Wednesday, August 10, 2022

Navy snappers map Niue

Royal New Zealand Navy (RNZN) Hydrographers have been working in Niue this month as part of Exercise Tropic Twilight.

Surveying the main Sir Robert’s Wharf in Alofi and boat ramps in Avatele and Namukulu, they have been gathering data that helps to confirm what sea access is available and inform decisions about possible infrastructure upgrades.

The Government of Niue requested assistance from the RNZN to carry out a full bathymetric survey of the areas, to determine water depths, find any hidden dangers, and show an accurate shape of the ocean floor and coral reefs. HMNZS Matataua is providing the Navy’s deployable maritime capabilities that safeguard access to harbours, and inshore waters.

HMNZS Matataua Hydrographers conduct a multibeam echosounder patch test on a Zodiac boat at Sir Robert’s Wharf, Niue. NZ Army Soldiers from 2ER and RNZN Hydrographers from HMNZS Matataua conduct Exercise Tropic Twilight in Niue, a HADR exercise to assist the local communities.

The Navy says the work is important as it ensures navigation charts are up to date, explosive remnants of war can be located and rendered safe, and the unit can respond to natural disasters or maritime incidents, such as locating sunken vessels.

When deployed after a natural disaster, the capability can also ensure that harbour approaches and boat ramps are clear for shipping and aid can be delivered where it is needed.

On day two, the RNZN Hydrography team conduct leveling runs to determine the height between benchmarks at Sir Roberts Wharf.
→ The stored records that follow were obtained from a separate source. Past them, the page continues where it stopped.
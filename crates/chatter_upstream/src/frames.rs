//! Turning the upstream line stream into raw frame payloads.

use std::time::Duration;

use async_stream::stream;
use chatter_protocol::frame::SENTINEL;
use futures::{Stream, StreamExt as _};
use serde_json::value::RawValue;
use tokio_util::codec::LinesCodecError;
use tracing::{debug, trace, warn};

use crate::error::{Error, Result};

/// Yield the payload of every `data:` line in `lines`.
///
/// The returned stream ends at the upstream sentinel, at the end of the
/// transport, or after yielding its first error. Every read is bounded by
/// `idle_timeout`.
pub(crate) fn frames<S>(
    lines: S,
    idle_timeout: Duration,
    max_frame_bytes: usize,
) -> impl Stream<Item = Result<Box<RawValue>>> + Send
where
    S: Stream<Item = std::result::Result<String, LinesCodecError>> + Send,
{
    stream! {
        let mut lines = std::pin::pin!(lines);
        let mut count = 0_usize;

        loop {
            let line = match tokio::time::timeout(idle_timeout, lines.next()).await {
                Ok(Some(Ok(line))) => line,
                Ok(None) => {
                    debug!(frames = count, "Upstream closed the stream without a sentinel.");
                    break;
                }
                Ok(Some(Err(LinesCodecError::MaxLineLengthExceeded))) => {
                    warn!(max = max_frame_bytes, "Upstream frame too large.");
                    yield Err(Error::FrameTooLarge(max_frame_bytes));
                    break;
                }
                Ok(Some(Err(LinesCodecError::Io(error)))) => {
                    warn!(%error, frames = count, "Upstream stream failed.");
                    yield Err(Error::Stream(error.to_string()));
                    break;
                }
                Err(_) => {
                    warn!(timeout = ?idle_timeout, frames = count, "Upstream stream idle.");
                    yield Err(Error::Timeout(idle_timeout));
                    break;
                }
            };

            // Each data line starts with "data:", anything else (blank
            // separators, comments, other SSE fields) is skipped.
            let Some(data) = line.strip_prefix("data:").map(str::trim) else {
                continue;
            };

            if data.is_empty() {
                continue;
            }

            if data == SENTINEL {
                debug!(frames = count, "Upstream stream finished.");
                break;
            }

            match RawValue::from_string(data.to_owned()) {
                Ok(payload) => {
                    count += 1;
                    trace!(index = count, bytes = data.len(), "Received upstream frame.");
                    yield Ok(payload);
                }
                Err(error) => {
                    warn!(%error, data, "Upstream frame is not valid JSON.");
                    yield Err(Error::Json(error));
                    break;
                }
            }
        }
    }
}

#[cfg(test)]
#[path = "frames_tests.rs"]
mod tests;
use std::sync::Arc;

use serde_json::{Map, Value};

/// Shared, immutable request-handling state.
///
/// Nothing in here is mutated by requests, so concurrent requests never
/// observe each other.
#[derive(Debug, Clone)]
pub struct AppState {
    pub(crate) upstream: chatter_upstream::Client,
    pub(crate) user_context: Arc<Map<String, Value>>,
    pub(crate) expose_errors: bool,
}

impl AppState {
    #[must_use]
    pub fn new(upstream: chatter_upstream::Client) -> Self {
        Self {
            upstream,
            user_context: Arc::new(Map::new()),
            expose_errors: true,
        }
    }

    /// The user context attached to every created conversation.
    #[must_use]
    pub fn with_user_context(mut self, user_context: Map<String, Value>) -> Self {
        self.user_context = Arc::new(user_context);
        self
    }

    /// Whether error responses carry the real error message.
    #[must_use]
    pub fn with_exposed_errors(mut self, expose_errors: bool) -> Self {
        self.expose_errors = expose_errors;
        self
    }
}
NZ Army Soldiers from 2ER and RNZN Hydrographers from HMNZS Matataua conduct Exercise Tropic Twilight in Niue, a HADR exercise to support the community of Niue.

Lieutenant Commander (LTCDR) Gin Atkinson is leading the team in Niue, and said the survey has been very interesting.

“The bottom type is almost entirely coral, rather than a mix of sand and coral, which is different to what we usually see in the Pacific,” said LTCDR Atkinson.

“Niue is one of the largest coral atolls in the world which is very unique, and we’re seeing a lot of tropical fish in the crystal clear water.

“The water depth off the coral reef drops off steeply, and we’re lucky enough to be here during the whale season, so whales can be spotted right from the shore. We always turn the sonar off if the whales come too close to the boat, which is a welcome break from surveying.”

The tasks will be completed at the end of July, after which time the team will deploy to Tonga for another charting survey, before moving on to Fiji to collaborate with the Fiji Hydrographic Service. After that they will move to Tuvalu for Operation Render Safe, where they will combine with a Matataua Explosive Ordnance Disposal Detachment and work alongside the Australian Defence Force and the United States Marine Corps to find and map explosive remnants that remain from World War II.

 A 3D picture of the sea floor near Sir Roberts Wharf in Alofi, Niue, collected by multibeam echo sounder operated by military hydrographers from Matataua. The data collected gives an accurate shape of the seafloor which will help inform any future upgrades to the wharf infrastructure.

LTCDR Atkinson said a RNZN Military Hydrographer’s ‘office’ could be anywhere in the world.

“Personnel in our team have recently been to places as diverse as Antarctica, Tonga and San Diego.”

“Sometimes we’re on a ship, sometimes we’re flying somewhere with the Air Force, and sometimes we’re ashore with the Army. We get to be involved in so many different operations and exercises in really diverse locations.”